In mice lacking glutamate receptor subunit δ2 (GluRδ2^–/– mice), cerebellar long-term depression (LTD) at the parallel fibre–Purkinje cell synapses is disrupted. Unlike the cerebellar LTD-deficient mice previously used for eyeblink conditioning, however, the abnormalities of the GluRδ2^–/– mice are restricted to the cerebellar cortex. In delay eyeblink conditionings (interstimulus interval of 252 and 852 ms), in which the conditioned stimulus (CS) overlaps temporally with a coterminating unconditioned stimulus (US), GluRδ2^–/– mice are severely impaired in learning, strongly supporting the hypothesis that cerebellar cortical LTD is essential for delay conditioning.
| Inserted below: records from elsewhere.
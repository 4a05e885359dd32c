//! Distances between two fitted power laws.
use log::debug;
use serde::{Deserialize, Serialize};

use crate::error::Result;
use crate::fit::FitResult;
use crate::spectrum::{Mvc, PowerSpectrum, Vca};

/// A statistic whose main summary is a fitted power-law index.
pub trait PowerLawStatistic {
    /// The fit whose slope is compared; `NotComputed` before fitting.
    fn power_law_fit(&self) -> Result<&FitResult>;
}

/// `|s1 − s2| / sqrt(e1² + e2²)`. Identical slopes give 0 regardless of
/// their errors.
pub fn slope_t_statistic(slope1: f64, err1: f64, slope2: f64, err2: f64) -> f64 {
    if slope1 == slope2 {
        return 0.0;
    }
    (slope1 - slope2).abs() / (err1 * err1 + err2 * err2).sqrt()
}

#[derive(Clone, Copy, Debug, PartialEq, Serialize, Deserialize)]
#[serde(rename_all = "camelCase")]
pub struct SlopeComparison {
    pub slope1: f64,
    pub slope1_err: f64,
    pub slope2: f64,
    pub slope2_err: f64,
    pub distance: f64,
}

/// t-statistic between the slopes of two borrowed statistics.
#[derive(Debug)]
pub struct PowerLawDistance<'a, S: PowerLawStatistic> {
    first: &'a S,
    second: &'a S,
}

impl<'a, S: PowerLawStatistic> PowerLawDistance<'a, S> {
    pub fn new(first: &'a S, second: &'a S) -> Self {
        Self { first, second }
    }

    pub fn first(&self) -> &'a S {
        self.first
    }

    pub fn second(&self) -> &'a S {
        self.second
    }

    pub fn compare(&self) -> Result<SlopeComparison> {
        let a = self.first.power_law_fit()?;
        let b = self.second.power_law_fit()?;
        let distance = slope_t_statistic(a.slope(), a.slope_err(), b.slope(), b.slope_err());
        debug!(
            "power-law distance: {:.4} vs {:.4} -> {:.4}",
            a.slope(),
            b.slope(),
            distance
        );
        Ok(SlopeComparison {
            slope1: a.slope(),
            slope1_err: a.slope_err(),
            slope2: b.slope(),
            slope2_err: b.slope_err(),
            distance,
        })
    }

    pub fn distance_metric(&self) -> Result<f64> {
        Ok(self.compare()?.distance)
    }
}

pub type PowerSpectrumDistance<'a> = PowerLawDistance<'a, PowerSpectrum>;
pub type MvcDistance<'a> = PowerLawDistance<'a, Mvc>;
pub type VcaDistance<'a> = PowerLawDistance<'a, Vca>;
In the trace paradigm, in which a stimulus-free trace interval of 500 ms intervened between the CS and US, GluRδ2^–/– mice learned as successfully as wild-type mice, indicating that cerebellar LTD is not necessary for trace conditioning. Thus, the present study has revealed a cerebellar LTD-independent learning in eyeblink conditioning.